== GIVEN DATA ==

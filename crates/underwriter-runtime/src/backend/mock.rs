//! Mock decision generator
//!
//! Derives a plausible decision from credit score and debt-to-income ratio
//! alone. Output is deterministic and always passes the response validator;
//! the router ends every fallback chain here.

use super::scoring::{risk_score, round2};
use super::DecisionBackend;
use crate::error::BackendResult;
use async_trait::async_trait;
use underwriter_core::{Decision, DecisionPayload, DecisionResult, LoanApplication};

/// Threshold rules used when no real backend is available
#[derive(Debug, Clone, PartialEq)]
pub struct MockDecisionGenerator {
    /// Lowest credit score that can be approved
    pub min_credit_score: u32,

    /// Highest debt-to-income percentage that can be approved
    pub max_debt_to_income: f64,
}

impl Default for MockDecisionGenerator {
    fn default() -> Self {
        Self {
            min_credit_score: 680,
            max_debt_to_income: 36.0,
        }
    }
}

impl MockDecisionGenerator {
    pub fn new() -> Self {
        Self::default()
    }

    /// Generate a decision; never fails
    pub fn generate(&self, application: &LoanApplication) -> DecisionResult {
        let credit = application.credit_score;
        let dti = application.debt_to_income_ratio;
        let risk_score = risk_score(application);

        let credit_ok = credit >= self.min_credit_score;
        let dti_ok = dti <= self.max_debt_to_income;

        if credit_ok && dti_ok {
            return DecisionResult {
                decision: Decision::Approved,
                approved_amount: application.loan_amount.max(0.0),
                interest_rate: Self::interest_rate(credit),
                risk_score,
                reasoning: format!(
                    "Approved: credit score {} meets the {} minimum and debt-to-income ratio {}% is within the {}% limit",
                    credit, self.min_credit_score, dti, self.max_debt_to_income
                ),
                processing_time: 0.0,
            };
        }

        let mut reasons = Vec::new();
        if !credit_ok {
            reasons.push(format!(
                "credit score {} is below the {} minimum",
                credit, self.min_credit_score
            ));
        }
        if !dti_ok {
            reasons.push(format!(
                "debt-to-income ratio {}% exceeds the {}% limit",
                dti, self.max_debt_to_income
            ));
        }

        DecisionResult {
            decision: Decision::Rejected,
            approved_amount: 0.0,
            interest_rate: 0.0,
            risk_score,
            reasoning: format!("Rejected: {}", reasons.join("; ")),
            processing_time: 0.0,
        }
    }

    /// 6.5% at a 750 score, moving 0.01% per point, bounded to 3-15%
    fn interest_rate(credit_score: u32) -> f64 {
        round2((6.5 + (750.0 - f64::from(credit_score)) * 0.01).clamp(3.0, 15.0))
    }
}

#[async_trait]
impl DecisionBackend for MockDecisionGenerator {
    async fn evaluate(&self, application: &LoanApplication) -> BackendResult<DecisionPayload> {
        Ok(self.generate(application).to_payload())
    }

    fn name(&self) -> &str {
        "mock"
    }
}

#[cfg(test)]
mod tests {
    use super::*;
    use underwriter_core::{EmploymentType, LoanPurpose, ResponseValidator};

    fn application(credit_score: u32, dti: f64, loan: f64) -> LoanApplication {
        LoanApplication {
            applicant_name: "Mock Applicant".to_string(),
            age: 29,
            annual_income: 95_000.0,
            employment_type: EmploymentType::FullTime,
            credit_score,
            loan_amount: loan,
            loan_purpose: LoanPurpose::HomePurchase,
            loan_term: 360,
            down_payment: 40_000.0,
            debt_to_income_ratio: dti,
        }
    }

    #[test]
    fn test_strong_applicant_approved_at_full_amount() {
        let result = MockDecisionGenerator::new().generate(&application(750, 25.0, 200_000.0));

        assert_eq!(result.decision, Decision::Approved);
        assert_eq!(result.approved_amount, 200_000.0);
        assert_eq!(result.interest_rate, 6.5);
    }

    #[test]
    fn test_weak_applicant_rejected() {
        let result = MockDecisionGenerator::new().generate(&application(580, 55.0, 50_000.0));

        assert_eq!(result.decision, Decision::Rejected);
        assert_eq!(result.approved_amount, 0.0);
        assert!(result.reasoning.contains("credit score 580"));
        assert!(result.reasoning.contains("debt-to-income ratio 55%"));
    }

    #[test]
    fn test_thresholds_are_inclusive() {
        let generator = MockDecisionGenerator::new();
        assert!(generator.generate(&application(680, 36.0, 10_000.0)).is_approved());
        assert!(!generator.generate(&application(679, 36.0, 10_000.0)).is_approved());
        assert!(!generator.generate(&application(680, 36.1, 10_000.0)).is_approved());
    }

    #[test]
    fn test_generation_is_deterministic() {
        let generator = MockDecisionGenerator::new();
        let app = application(702, 31.5, 123_456.0);

        assert_eq!(generator.generate(&app), generator.generate(&app));
    }

    #[test]
    fn test_interest_rate_bounds() {
        assert_eq!(MockDecisionGenerator::interest_rate(850), 5.5);
        assert_eq!(MockDecisionGenerator::interest_rate(300), 11.0);
    }

    #[test]
    fn test_output_passes_validator() {
        let generator = MockDecisionGenerator::new();
        for credit in [300, 550, 680, 720, 850] {
            for dti in [0.0, 20.0, 36.0, 50.0, 100.0] {
                let payload = generator.generate(&application(credit, dti, 75_000.0)).to_payload();
                assert!(ResponseValidator::new().validate(&payload).is_valid());
            }
        }
    }

    #[tokio::test]
    async fn test_backend_impl_matches_generate() {
        let generator = MockDecisionGenerator::new();
        let app = application(720, 30.0, 90_000.0);

        let payload = generator.evaluate(&app).await.unwrap();
        assert_eq!(
            DecisionResult::from_payload(&payload).unwrap(),
            generator.generate(&app)
        );
    }
}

===

[ABOUT THIS TASK]
Nothing but lines that contain "ResponseValidator" should appear in the answer. Copy each from the records.

[WRITTEN SOLUTION]
    use underwriter_core::{EmploymentType, LoanPurpose, ResponseValidator};
                assert!(ResponseValidator::new().validate(&payload).is_valid());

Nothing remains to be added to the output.